Nat Commun 2021 01 5;12(1):24. Epub 2021 Jan 5.

Department of Biostatistics and Data Science, Division of Public Health Sciences, Wake Forest University School of Medicine, Winston-Salem, NC, USA.

Differences between sexes contribute to variation in the levels of fasting glucose and insulin. Epidemiological studies established a higher prevalence of impaired fasting glucose in men and impaired glucose tolerance in women, however, the genetic component underlying this phenomenon is not established. We assess sex-dimorphic (73,089/50,404 women and 67,506/47,806 men) and sex-combined (151,188/105,056 individuals) fasting glucose/fasting insulin genetic effects via genome-wide association study meta-analyses in individuals of European descent without diabetes.

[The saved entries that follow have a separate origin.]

//! Offline replay of a recorded utterance.
//!
//! Feeds a sample buffer to an agent in fixed-size segments, answering every
//! READ with the next segment, until the agent issues its final WRITE. This is
//! the loop an evaluation harness runs for each instance.

use serde::Serialize;
use tracing::debug;

use crate::error::DecodeError;
use crate::simul::agent::SimulAgent;
use crate::simul::audio::Segment;
use crate::simul::model::SpeechModel;
use crate::simul::policy::Action;

/// Result of replaying one utterance.
#[derive(Debug, Clone, Default, Serialize)]
pub struct ReplayOutcome {
    /// Every action, in order
    pub actions: Vec<Action>,

    /// Concatenated WRITE payloads
    pub output: String,

    /// Milliseconds of source audio delivered before each non-empty WRITE
    pub delays_ms: Vec<u64>,
}

impl ReplayOutcome {
    /// Number of READ actions.
    pub fn reads(&self) -> usize {
        self.actions.iter().filter(|a| a.is_read()).count()
    }

    /// Number of WRITE actions.
    pub fn writes(&self) -> usize {
        self.actions.iter().filter(|a| a.is_write()).count()
    }
}

/// Replay `samples` through `agent` in segments of `segment_len` samples.
///
/// `samples` are interleaved when the agent expects more than one channel. A
/// `segment_len` of zero delivers everything in a single segment.
pub async fn replay<M: SpeechModel>(
    agent: &mut SimulAgent<M>,
    samples: &[f32],
    segment_len: usize,
) -> Result<ReplayOutcome, DecodeError> {
    let segment_len = if segment_len == 0 {
        samples.len().max(1)
    } else {
        segment_len
    };
    let channels = usize::from(agent.session().channels());
    let rate = agent.session().input_rate();

    let mut outcome = ReplayOutcome::default();
    let mut delivered = 0usize;
    let mut source_closed = false;

    loop {
        let action = agent.policy().await?;
        let finished = action.is_finished();
        // The agent closed the utterance early and restarted.
        let exhausted = action.is_read() && source_closed;

        match &action {
            Action::Read if exhausted => {
                debug!("READ after the source was exhausted, stopping replay");
            }
            Action::Read => {
                let end = (delivered + segment_len).min(samples.len());
                let chunk = samples[delivered..end].to_vec();
                delivered = end;
                source_closed = delivered == samples.len();
                agent.push(&Segment {
                    samples: chunk,
                    finished: source_closed,
                });
            }
            Action::Write { content, .. } => {
                if !content.is_empty() {
                    let elapsed = rate.duration_of(delivered / channels.max(1));
                    outcome.delays_ms.push(elapsed.as_millis() as u64);
                    outcome.output.push_str(content);
                }
            }
        }

        outcome.actions.push(action);
        if finished || exhausted {
            break;
        }
    }

    debug!(
        reads = outcome.reads(),
        writes = outcome.writes(),
        delivered,
        "Replay finished"
    );
    Ok(outcome)
}
//! Strong typing with newtypes for domain concepts.
//!
//! This module provides type-safe wrappers around primitive types to prevent
//! common errors and provide better API design through the type system.

use serde::{Deserialize, Serialize};
use std::time::Duration;

use crate::error::ConfigError;

/// Sample rate in Hz.
#[derive(Debug, Clone, Copy, PartialEq, Eq, PartialOrd, Ord, Hash, Serialize, Deserialize)]
#[serde(transparent)]
pub struct SampleRate(pub u32);

impl SampleRate {
    /// Standard 16kHz sample rate for speech models.
    pub const STANDARD_16KHZ: Self = Self(16000);

    /// High quality 48kHz capture rate.
    pub const HIGH_QUALITY_48KHZ: Self = Self(48000);

    /// Create a new sample rate with validation.
    pub fn new(rate: u32) -> Result<Self, ConfigError> {
        if rate == 0 {
            return Err(ConfigError::Zero("sample rate"));
        }
        if rate > 192000 {
            return Err(ConfigError::Validation(format!(
                "Sample rate {} too high (max 192kHz)",
                rate
            )));
        }
        Ok(Self(rate))
    }

    /// Get the sample rate value.
    pub fn value(self) -> u32 {
        self.0
    }

    /// Number of samples covering `ms` milliseconds, truncated.
    pub fn samples_for_ms(self, ms: u32) -> usize {
        (ms as u64 * self.0 as u64 / 1000) as usize
    }

    /// Duration of `samples` samples at this rate.
    pub fn duration_of(self, samples: usize) -> Duration {
        Duration::from_secs_f64(samples as f64 / self.0 as f64)
    }
}

impl std::fmt::Display for SampleRate {
    fn fmt(&self, f: &mut std::fmt::Formatter<'_>) -> std::fmt::Result {
        write!(f, "{}Hz", self.0)
    }
}

/// Token ID in a fairseq-style dictionary.
#[derive(Debug, Clone, Copy, PartialEq, Eq, PartialOrd, Ord, Hash, Serialize, Deserialize)]
#[serde(transparent)]
pub struct TokenId(pub u32);

impl TokenId {
    /// Beginning-of-sentence marker.
    pub const BOS: Self = Self(0);

    /// Padding.
    pub const PAD: Self = Self(1);

    /// End-of-sentence marker.
    pub const EOS: Self = Self(2);

    /// Unknown token.
    pub const UNK: Self = Self(3);

    /// Get the token ID value.
    pub fn value(self) -> u32 {
        self.0
    }

    /// Index into a dictionary table.
    pub fn index(self) -> usize {
        self.0 as usize
    }
}

impl std::fmt::Display for TokenId {
    fn fmt(&self, f: &mut std::fmt::Formatter<'_>) -> std::fmt::Result {
        write!(f, "token_{}", self.0)
    }
}

/// The decoding stages a session can run.
#[derive(Debug, Clone, Copy, PartialEq, Eq, Hash, Serialize, Deserialize)]
#[serde(rename_all = "snake_case")]
pub enum Task {
    /// Source-language transcription.
    Asr,
    /// Target-language text translation.
    Translation,
    /// Discrete unit generation for a vocoder.
    Unit,
}

impl Task {
    /// Stable short name, used for log fields, metric labels and sink files.
    pub fn as_str(self) -> &'static str {
        match self {
            Task::Asr => "asr",
            Task::Translation => "st",
            Task::Unit => "unit",
        }
    }
}

impl std::fmt::Display for Task {
    fn fmt(&self, f: &mut std::fmt::Formatter<'_>) -> std::fmt::Result {
        f.write_str(self.as_str())
    }
}

#[cfg(test)]
mod tests {
    use super::*;

    #[test]
    fn test_sample_rate_validation() {
        assert!(SampleRate::new(0).is_err());
        assert!(SampleRate::new(200_000).is_err());
        assert_eq!(SampleRate::new(16000).unwrap(), SampleRate::STANDARD_16KHZ);
    }

    #[test]
    fn test_samples_for_ms() {
        assert_eq!(SampleRate::STANDARD_16KHZ.samples_for_ms(10), 160);
        assert_eq!(SampleRate::STANDARD_16KHZ.samples_for_ms(25), 400);
        assert_eq!(SampleRate::HIGH_QUALITY_48KHZ.samples_for_ms(25), 1200);
        assert_eq!(SampleRate(22050).samples_for_ms(10), 220);
    }

    #[test]
    fn test_task_names() {
        assert_eq!(Task::Translation.to_string(), "st");
        let parsed: Task = serde_json::from_str("\"unit\"").unwrap();
        assert_eq!(parsed, Task::Unit);
    }
}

Here we report sex dimorphism in allelic effects on fasting insulin at IRS1 and ZNF12 loci, the latter showing higher RNA expression in whole blood in women compared to men. We also observe sex-homogeneous effects on fasting glucose at seven novel loci. Fasting insulin in women shows stronger genetic correlations than in men with waist-to-hip ratio and anorexia nervosa. Furthermore, waist-to-hip ratio is causally related to insulin resistance in women, but not in men. These results position dissection of metabolic and glycemic health sex dimorphism as a steppingstone for understanding differences in genetic effects between women and men in related phenotypes.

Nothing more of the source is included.